Many of our new clients already have life insurance policies in place when they first come to see us and naturally assume their family is covered should the worst happen. Unfortunately, when we delve into these policies a little deeper, we often find hidden problems.
A key issue we see is policies that don’t do what our clients think they do. The most common example is people confusing “terminal illness cover” with “critical illness cover”. These sound similar but are used for entirely different purposes.
Terminal illness cover pays out if a doctor certifies someone has less than 12 months to live, whereas critical illness cover pays out if someone is diagnosed with a pre-defined serious illness (such as heart attack, cancer or stroke). Many people who suffer a serious illness will survive longer than a year. If their policy only covers terminal illness, they won’t receive a penny.

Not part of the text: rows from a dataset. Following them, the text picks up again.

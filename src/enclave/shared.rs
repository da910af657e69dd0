use std::sync::{Mutex, MutexGuard};

use super::boundary::Enclave;
use super::error::EnclaveError;
use super::keystore::TrustState;
use crate::diagnostics::DiagnosticSink;
use crate::engine::SigningEngine;

/// An [`Enclave`] behind a mutex, for callers on several threads.
///
/// Each boundary call holds the lock for its whole duration, so key
/// installation and generator refills are never observed half done.
pub struct SharedEnclave<E: SigningEngine, D: DiagnosticSink> {
    inner: Mutex<Enclave<E, D>>,
}

impl<E: SigningEngine, D: DiagnosticSink> SharedEnclave<E, D> {
    pub fn new(enclave: Enclave<E, D>) -> Self {
        Self {
            inner: Mutex::new(enclave),
        }
    }

    /// See [`Enclave::generate_keypair`].
    pub fn generate_keypair(&self) -> Result<(), EnclaveError> {
        self.lock()?.generate_keypair()
    }

    /// See [`Enclave::sign`].
    pub fn sign(&self, message: &[u8], signature: &mut [u8]) -> Result<usize, EnclaveError> {
        self.lock()?.sign(message, signature)
    }

    /// Current trust state.
    pub fn state(&self) -> Result<TrustState, EnclaveError> {
        Ok(self.lock()?.state())
    }

    /// Copy of the public key, once generated.
    pub fn public_key(&self) -> Result<Option<Vec<u8>>, EnclaveError> {
        Ok(self.lock()?.public_key().map(<[u8]>::to_vec))
    }

    /// Unwraps the enclave.
    pub fn into_inner(self) -> Result<Enclave<E, D>, EnclaveError> {
        self.inner.into_inner().map_err(|poisoned| {
            EnclaveError::InvalidState(poisoned.into_inner().state())
        })
    }

    // A call that panicked while holding the lock may have left the key
    // store or generator half updated; refuse further use.
    fn lock(&self) -> Result<MutexGuard<'_, Enclave<E, D>>, EnclaveError> {
        self.inner.lock().map_err(|poisoned| {
            log::warn!("enclave lock poisoned, refusing call");
            EnclaveError::InvalidState(poisoned.get_ref().state())
        })
    }
}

Another common issue is people thinking they are covered for the same amount throughout the policy – referred to as “level cover” – while in fact they are covered for less and less each year – known as “decreasing cover”.
Decreasing cover is ideal if the amount you require reduces each year, such as for a repayment mortgage, but not if your requirement doesn’t change, for an interest-only mortgage, for example.
We often see people who have been sucked in by cheap cover via internet comparison sites. These usually ask few (if any) questions and only quote a limited number of providers, often not on a like-for-like basis. This can lead to people taking out unsuitable cover, which might not even be relevant for their circumstances.
A professionally qualified adviser will consider all your circumstances, assess your requirements and evaluate the whole market to find the best product for you.
Another issue we often see is life insurance policies not written under a Trust. A Trust allows the policy – and any eventual payout – to be legally separated from other assets.
This has two key benefits. Firstly, it can enable a faster payout in the event of a claim. Secondly, it reduces the chances of being landed with an Inheritance Tax bill on death. The current Inheritance Tax threshold is £325,000, so someone with £200,000 of life insurance (not written under a Trust) and a £250,000 house would fall well above the threshold. Their family would have to pay 40 per cent tax on the excess.
Thankfully, most problems can be fixed relatively easily with our assistance – providing they are addressed early on.
When we first meet a new client, we always consider protection and insurance before looking at other financial matters. Without adequate cover, it’s both impossible and pointless considering other areas, such as investments and retirement.
It’s also crucial to double-check existing policies and establish what you are and aren’t covered for. If you have any concerns, or are unclear about these details, always consider seeking advice from a professional.